Die Prüfer empfehlen daher, rasch einen verbindlichen Tilgungsplan zu vereinbaren. Geprüft wurde beim Finanzministerium, der zentralen nationalen Koordinierungsstelle, unter anderem die Implementierung des österreichischen Aufbau- und Resilienzplans (ÖARP), das Monitoring und die Abrechnungen mit der Europäischen Kommission.
Risiko höherer Zahlungsverpflichtungen
Die Aufbau- und Resilienzfazilität ist das Kernstück des EU-Programms „NextGenerationEU“, mit dem die Folgen der Corona-Pandemie abgefedert werden sollen.

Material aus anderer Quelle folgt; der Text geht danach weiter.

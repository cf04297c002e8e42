//! The `utils` module provides a collection of utility functions and common
//! definitions used across the `quillcast` application.
//!
//! It centralizes the error types shared by the presence core and the
//! transport, and the logging bootstrap used by the binary.

pub mod error;
pub mod logging;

Insgesamt stehen EU-weit 672,5 Milliarden Euro bereit, davon 312,5 Milliarden als Zuschüsse und 360 Milliarden als Darlehen. Für Österreich könnten die Tilgungsverpflichtungen jedoch deutlich höher ausfallen als die möglichen Zuschüsse.
Laut RH lag zum Zeitpunkt des Beschlusses zur Schuldenaufnahme kein genauer Tilgungsplan vor. Festgelegt ist nur, dass die Rückzahlung bis spätestens 31. Dezember 2058 abgeschlossen sein muss. Das Finanzministerium schätzte die österreichischen Kosten bereits 2020 auf rund 12 Milliarden Euro.
Probleme bei der Umsetzung des ÖARP
Zusätzlich kritisiert der RH, dass mehrere Ministerien die für den ÖARP definierten Meilensteine unzweckmäßig setzten oder nicht rechtzeitig erreichten. Das führte dazu, dass das Finanzministerium Zahlungen aus Brüssel nicht plangemäß beantragen konnte und Projekte länger national vorfinanzieren musste.
Die geschätzten Gesamtkosten für die Umsetzung der Meilensteine liegen mit 5,9 Milliarden Euro zudem deutlich über den maximal möglichen EU-Mitteln von 3,9 Milliarden Euro. Ob Österreich die vollen Zuschüsse erhält, hängt allein davon ab, ob die Meilensteine erfüllt werden.